Generally, this is a safe procedure. However, as with any procedure, complications can occur. Possible complications include:

  • Infection.  

  • Bleeding with possible need for blood transfusion.  

  • Injury to surrounding structures, including nerves.  

  • Leakage of cerebrospinal fluid.  

  • Blood clots.

  • Temporary breathing difficulties after surgery.

  • Extended hospital stay, especially with posterior cervical fusion.

BEFORE THE PROCEDURE

  • Do not eat or drink for 6–8 hours before the procedure.  

  • Take medicines as directed by your surgeon. Ask your surgeon about changing or stopping your regular medicines.  

  • You will be given antibiotic medicines to keep the infection rate down.  

  • The surgical cut (incision) site on your neck will be marked.  

  • Your neck will be cleaned to reduce the risk of infection.

PROCEDURE

The length of the procedure depends on what needs to be done.
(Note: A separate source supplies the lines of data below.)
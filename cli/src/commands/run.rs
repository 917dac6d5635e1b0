use std::sync::Arc;

use drydock_core::config::AppConfig;
use drydock_core::error::CliError;
use drydock_core::execution::{ExecutionResult, ExecutionState};
use drydock_plugins::factory::PluginDispatcher;

use crate::commands::cli::RunArgs;
use crate::report;

/// Run one operation end to end and print the result tree.
///
/// Exit codes: 0 when every step succeeded, 10 when the operation reported a
/// failure, 20 when it aborted with an error.
pub async fn run(cfg: Arc<AppConfig>, args: RunArgs) -> Result<i32, CliError> {
    let dispatcher = PluginDispatcher::new(cfg);
    let result = ExecutionResult::root(format!(
        "Run operation '{}' on module '{}' in environment '{}'",
        args.operation, args.module, args.environment
    ));

    let outcome = dispatcher
        .run(&args.operation, &args.module, &args.environment, &result)
        .await;

    match outcome {
        Ok(()) => {
            result
                .complete_as_computed("run.completed", &[], "run.failed", &[])
                .map_err(|e| CliError::Command(e.to_string()))?;
        }
        Err(err) => {
            result
                .complete_as_error("run.error", &[&err.to_string()], &err)
                .map_err(|e| CliError::Command(e.to_string()))?;
        }
    }

    report::print_result_tree(&result);
    Ok(match result.state() {
        ExecutionState::Success => 0,
        ExecutionState::Failure => 10,
        _ => 20,
    })
}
It usually takes 2 or more hours. For both procedures, you will be given medicine to make you sleep (general anesthetic). A breathing tube will be placed down your throat.

Anterior Cervical Fusion 

  • An incision will usually be made in a skin fold line at the front of your neck, in the area where the fusion will be placed. 
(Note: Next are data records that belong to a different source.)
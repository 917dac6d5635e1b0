use thiserror::Error;

/// Engine level failures surfaced to callers of the core.
///
/// Resolution level failures never show up here; they are recorded as failed
/// participants in the resolved model and traversal continues.
#[derive(Error, Debug)]
pub enum EngineError {
    #[error("validation failed: {0}")]
    Validation(String),
    #[error("scheduled operation already exists: {name}")]
    SchedulingConflict { name: String },
    #[error("scheduled operation not found: {name}")]
    NotFound { name: String },
    #[error("session connect failed after {attempts} attempts")]
    Connect {
        attempts: u32,
        #[source]
        source: SessionError,
    },
    #[error("session disconnect failed")]
    Disconnect(#[source] SessionError),
    #[error("operation execution failed")]
    Operation(#[source] anyhow::Error),
    #[error(transparent)]
    Execution(#[from] ExecutionError),
    #[error("invalid cron expression '{expression}': {reason}")]
    Cron { expression: String, reason: String },
    #[error("scheduled operation store error: {0}")]
    Store(String),
    #[error("config error: {0}")]
    Config(String),
    #[error("io error: {0}")]
    Io(#[from] std::io::Error),
}

/// Failures surfaced by the command line layer, mapped to exit codes there.
#[derive(Error, Debug)]
pub enum CliError {
    #[error("config error: {0}")]
    Config(String),
    #[error(transparent)]
    Engine(#[from] EngineError),
    #[error("{0}")]
    Command(String),
    #[error("io error: {0}")]
    Io(#[from] std::io::Error),
    #[error(transparent)]
    Anyhow(#[from] anyhow::Error),
}

/// Session lifecycle failures raised by `Session` implementations.
#[derive(Error, Debug)]
pub enum SessionError {
    #[error("connect to resource '{resource}' failed: {reason}")]
    ConnectFailed { resource: String, reason: String },
    #[error("disconnect failed: {reason}")]
    DisconnectFailed { reason: String },
}

/// Failure raised by a wrapped operation's `execute`.
#[derive(Error, Debug)]
#[error("plugin execution failed: {0}")]
pub struct PluginExecutionError(#[from] pub anyhow::Error);

impl PluginExecutionError {
    pub fn msg(message: impl Into<String>) -> Self {
        PluginExecutionError(anyhow::anyhow!(message.into()))
    }
}

/// Misuse of the execution result tree.
#[derive(Error, Debug, PartialEq, Eq)]
pub enum ExecutionError {
    #[error("result '{description}' is already completed")]
    AlreadyCompleted { description: String },
}

/// A declared attribute could not be matched against the live object.
///
/// Non fatal: encoded in a `ResolvedParticipant` with state `Failed`.
#[derive(Error, Debug, Clone, PartialEq, Eq, serde::Serialize, serde::Deserialize)]
#[error("{message}")]
pub struct ResolutionError {
    message: String,
}

impl ResolutionError {
    pub fn new(message: impl Into<String>) -> Self {
        Self {
            message: message.into(),
        }
    }

    pub fn message(&self) -> &str {
        &self.message
    }
}

#[cfg(test)]
mod tests {
    use super::*;

    #[test]
    fn connect_error_preserves_cause_chain() {
        let err = EngineError::Connect {
            attempts: 4,
            source: SessionError::ConnectFailed {
                resource: "node-1".to_string(),
                reason: "refused".to_string(),
            },
        };
        assert!(err.to_string().contains("after 4 attempts"));
        let source = std::error::Error::source(&err).expect("source");
        assert!(source.to_string().contains("node-1"));
    }

    #[test]
    fn execution_error_converts_to_engine_error() {
        let err = EngineError::from(ExecutionError::AlreadyCompleted {
            description: "start trigger".to_string(),
        });
        assert!(matches!(err, EngineError::Execution(_)));
        assert!(err.to_string().contains("already completed"));
    }

    #[test]
    fn resolution_error_is_displayable() {
        let err = ResolutionError::new("no such attribute");
        assert_eq!(err.to_string(), "no such attribute");
    }
}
  • The neck muscles will be pushed aside.  

  • The surgeon will remove the affected, degenerated disk and bone spurs (decompression). This helps to take the pressure off the nerves and spinal cord.  
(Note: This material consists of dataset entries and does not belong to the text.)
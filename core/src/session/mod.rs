//! Sessions, operations and the retry-guarded session handler.

mod retry;
mod traits;

pub use retry::{RetryConfig, RetrySessionHandler};
pub use traits::{Credential, Operation, Resource, Session};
  • The area where the disk was removed is then filled with a plastic spacer implant, bone graft, or both. These implants and bone grafts take the place of the disk and keep the nerve passageway open and clear for the nerves and spinal cord.  

  • In most cases, the surgeon will put metal plates, pins, or screws (hardware) in the neck to help stabilize the surgical site and to keep the implants and bone grafts in place. The hardware reduces motion at the surgical site, so the bones can grow together. This provides extra support to the neck.  

Posterior Cervical Fusion 

  • An incision will be made through the back of the neck.  

  • Two or more neck vertebrae will be joined into one solid section of bone.  

  • Metal plates and pins or screws may be placed in the neck. These help stabilize the neck, providing extra support to help the bones to grow together more easily.

AFTER THE PROCEDURE

  • You will stay in a recovery area until the anesthesia has worn off. Your blood pressure and pulse will be checked often.  

  • You may continue to receive fluids and medicines, such as antibiotics, through the IV tube for several days after the surgery.  

  • You may need to wear a neck or back brace for several weeks after surgery, especially when up and out of bed.  

  • You may be given pain medicine while still in the recovery area. Some pain is normal, but if your pain gets worse, tell your surgeon or nurse.  

  • Be up and moving as soon as possible after surgery. Physical therapists will help you start walking.  

  • To prevent blood clots in your legs:

  • You may be given compression stockings to wear.  

  • You may need to take medicine to prevent clots.

  • You may be asked to do breathing exercises. This is to prevent a lung infection.  

  • Most people stay in the hospital for 1–3 days after this surgery.